As Sandy bore down on the U.S. East Coast on Sunday, the two hardest hit

Caribbean nations — Cuba and Haiti — concentrated on trying to put

together what Sandy tore apart.

In Cuba, where the death toll stood at 11, state-run media reported that

137,000 homes in Santiago were damaged, including 43,000 that lost their

roofs and at least 15,000 that collapsed. Government estimates pegged

losses at 2.1 billion pesos ($2.1 billion at the official rate Cuba uses

for imports and $87.5 million using the exchange rate for everyday

purchases in Cuba). But that figure is expected to rise when losses from

tourism, the sugar industry and other sectors are added in.

In Holguín province where Sandy exited Cuba, the Cuban News Agency said

that 17,000 homes suffered damage and there were significant losses to

crops and livestock. The municipalities of Mayari, Banes, Antilla,

Rafael Freyre, Baguano, Urbano Noris, Sagua de Tanamo and Cueto were

among the hardest hit.

But Sandy also brought driving rain, which caused severe flooding in the

central Cuba provinces of Villa Clara and Sancti Spíritus. Cuban leader

Raúl Castro visited them Saturday and has said he intends to travel to

eastern Cuba as well.

"We can say that we have had a great hurricane in the east and a small

'Flora' (a destructive 1964 hurricane) in the center of the country,"

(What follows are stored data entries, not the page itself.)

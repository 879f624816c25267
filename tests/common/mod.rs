//! Fixture archives shared by the integration tests.

#![allow(dead_code, reason = "each test binary uses a different subset of the helpers")]

use camino::{Utf8Path, Utf8PathBuf};
use std::io::{Cursor, Write};
use zip::ZipWriter;
use zip::write::SimpleFileOptions;

pub const ARCHIVE_NAME: &str = "browscap-6001008.zip";

/// Browscap-shaped CSV with a version preamble, the header row and a mix of usable and
/// unusable patterns.
pub const FIXTURE_CSV: &str = r#""GJK_Browscap_Version","GJK_Browscap_Version"
"6001008","Thu, 06 Jun 2024 09:00:00 +0000"
"PropertyName","MasterParent","LiteMode","Parent","Comment","Browser","Platform"
"DefaultProperties","true","true","","DefaultProperties","DefaultProperties","unknown"
"Mozilla/5.0 (Windows NT 10.0; Win64; x64) AppleWebKit/537.36 (KHTML, like Gecko) Chrome/120.0.0.0 Safari/537.36","false","true","Chrome 120.0","","Chrome","Win10"
"Mozilla/5.0 (Linux; Android 14; SM-S918B*) AppleWebKit/537.36 (KHTML, like Gecko) Chrome/121.0.0.0 Mobile Safari/537.36","false","true","Chrome 121.0","","Chrome","Android"
"Mozilla/5.0 (iPad; CPU OS 17_2 like Mac OS X) AppleWebKit/605.1.15 (KHTML, like Gecko) Version/17.2 Mobile/15E148 Safari/604.1","false","true","Safari 17.2","","Safari","iPadOS"
"Mozilla/5.0 (X11; Ubuntu; Linux x86_64; rv:122.0) Gecko/20100101 Firefox/122.0","false","true","Firefox 122.0","","Firefox","Linux"
"Mozilla/5.0 (Windows NT 10.0; Win64; x64) AppleWebKit/537.36 (KHTML, like Gecko) Chrome/120.0.0.0 Safari/537.36 Edg/120.0.0.0","false","true","Edge 120.0","","Edge","Win10"
"Mozilla/5.0 (compatible; MSIE 9.0; Windows NT 6.1; *Trident/5.0*)","false","true","IE 9.0","","IE","Win7"
"Mozilla/5.0 (*Windows NT*)*Gecko*Firefox/*","false","true","Firefox Generic","","Firefox","Win"
"Googlebot/2.1 (+http://www.google.com/bot.html)","false","true","Googlebot","","Googlebot","unknown"
"*","false","true","DefaultProperties","","Default Browser","unknown"
"","false","true","","","",""
"#;

/// Candidates produced from [`FIXTURE_CSV`], in row order.
pub const FIXTURE_AGENTS: [&str; 6] = [
    "Mozilla/5.0 (Windows NT 10.0; Win64; x64) AppleWebKit/537.36 (KHTML, like Gecko) Chrome/120.0.0.0 Safari/537.36",
    "Mozilla/5.0 (Linux; Android 14; SM-S918B) AppleWebKit/537.36 (KHTML, like Gecko) Chrome/121.0.0.0 Mobile Safari/537.36",
    "Mozilla/5.0 (iPad; CPU OS 17_2 like Mac OS X) AppleWebKit/605.1.15 (KHTML, like Gecko) Version/17.2 Mobile/15E148 Safari/604.1",
    "Mozilla/5.0 (X11; Ubuntu; Linux x86_64; rv:122.0) Gecko/20100101 Firefox/122.0",
    "Mozilla/5.0 (Windows NT 10.0; Win64; x64) AppleWebKit/537.36 (KHTML, like Gecko) Chrome/120.0.0.0 Safari/537.36 Edg/120.0.0.0",
    "Mozilla/5.0 (compatible; MSIE 9.0; Windows NT 6.1; Trident/5.0)",
];

/// Build an in-memory ZIP archive. Names ending in `/` become directories.
pub fn archive_bytes(entries: &[(&str, &[u8])]) -> Vec<u8> {
    let mut writer = ZipWriter::new(Cursor::new(Vec::new()));
    let options = SimpleFileOptions::default();

    for (name, contents) in entries {
        if name.ends_with('/') {
            writer.add_directory(*name, options).unwrap();
        } else {
            writer.start_file(*name, options).unwrap();
            writer.write_all(contents).unwrap();
        }
    }

    writer.finish().unwrap().into_inner()
}

/// Write a fixture archive named `name` into `dir` and return its path.
pub fn write_archive(dir: &Utf8Path, name: &str, entries: &[(&str, &[u8])]) -> Utf8PathBuf {
    let path = dir.join(name);
    std::fs::write(&path, archive_bytes(entries)).unwrap();
    path
}

/// Write the standard fixture archive into `dir`.
pub fn write_fixture(dir: &Utf8Path) -> Utf8PathBuf {
    write_archive(dir, ARCHIVE_NAME, &[("browscap/", "".as_bytes()), ("browscap/browscap.csv", FIXTURE_CSV.as_bytes())])
}

/// A temporary directory with a UTF-8 path.
pub fn utf8_tempdir() -> (tempfile::TempDir, Utf8PathBuf) {
    let dir = tempfile::tempdir().unwrap();
    let path = Utf8PathBuf::from_path_buf(dir.path().to_path_buf()).unwrap();
    (dir, path)
}

/// Assert the properties every generated User-Agent must have.
pub fn assert_well_formed(agent: &str) {
    assert!(agent.starts_with("Mozilla"), "{agent}");
    assert!(agent.chars().count() >= 30, "{agent}");
    assert!(!agent.contains('*') && !agent.contains('?'), "{agent}");

    for residue in ["**", "??", " /", "/ ", "()"] {
        assert!(!agent.contains(residue), "{agent} contains {residue:?}");
    }
    assert!(!agent.ends_with('/'), "{agent}");
}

said Castro, according to the state-run National Information Agency.

Haitian President Michel Martelly also was on the streets of his

devastated country over the weekend, personally handing out aid kits.

Hundreds of residents from the Jalousie slum crowded a Petionville

street mid-afternoon Sunday for the arrival of Martelly and a truck

carrying the kits, which included candles, spaghetti and other foodstuffs.

In Haiti, 51 people were reported dead and 15 missing. More than 200,000

people were homeless and nearly 17,200 people had been placed in

shelters. The government was serving hot meals and handing out $25 cash

vouchers to shelter residents in the city of Les Cayes in southwest Haiti.

Damages were still being tallied Sunday and the death toll could rise.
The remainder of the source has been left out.